> WORK TASK
Among the records below, find each line containing the word "NonInteractiveUI" and copy it.

=== Section Start ===

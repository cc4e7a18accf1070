//! User-facing output.
//!
//! This module provides:
//! - [`UserInterface`] trait for UI abstraction
//! - [`TerminalUI`] for styled terminal output
//! - [`NonInteractiveUI`] for CI/headless environments and pipes
//! - [`MockUI`] for capturing output in tests
//! - [`Table`] for the check summary
//!
//! # Example
//!
//! ```
//! use projkit::ui::{create_ui, OutputMode};
//!
//! // Use non-interactive mode for testability
//! let mut ui = create_ui(false, OutputMode::Quiet);
//! ui.show_header("Project checks");
//! ui.success("All checks passed");
//! ```

pub mod mock;
pub mod non_interactive;
pub mod output;
pub mod table;
pub mod terminal;
pub mod theme;

pub use mock::MockUI;
pub use non_interactive::NonInteractiveUI;
pub use output::OutputMode;
pub use table::Table;
pub use terminal::{create_ui, TerminalUI};
pub use theme::{should_use_colors, ProjkitTheme};

/// Trait for user interface interactions.
///
/// This trait allows mocking the UI in tests.
pub trait UserInterface {
    /// Get the current output mode.
    fn output_mode(&self) -> OutputMode;

    /// Display a message to the user.
    fn message(&mut self, msg: &str);

    /// Display a success message.
    fn success(&mut self, msg: &str);

    /// Display a warning message.
    fn warning(&mut self, msg: &str);

    /// Display an error message.
    fn error(&mut self, msg: &str);

    /// Show a header/banner.
    fn show_header(&mut self, title: &str);

    /// Check if running in interactive mode.
    fn is_interactive(&self) -> bool;
}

=== Section End ===

> RESPONSE TO THIS EXERCISE
//! - [`NonInteractiveUI`] for CI/headless environments and pipes
pub use non_interactive::NonInteractiveUI;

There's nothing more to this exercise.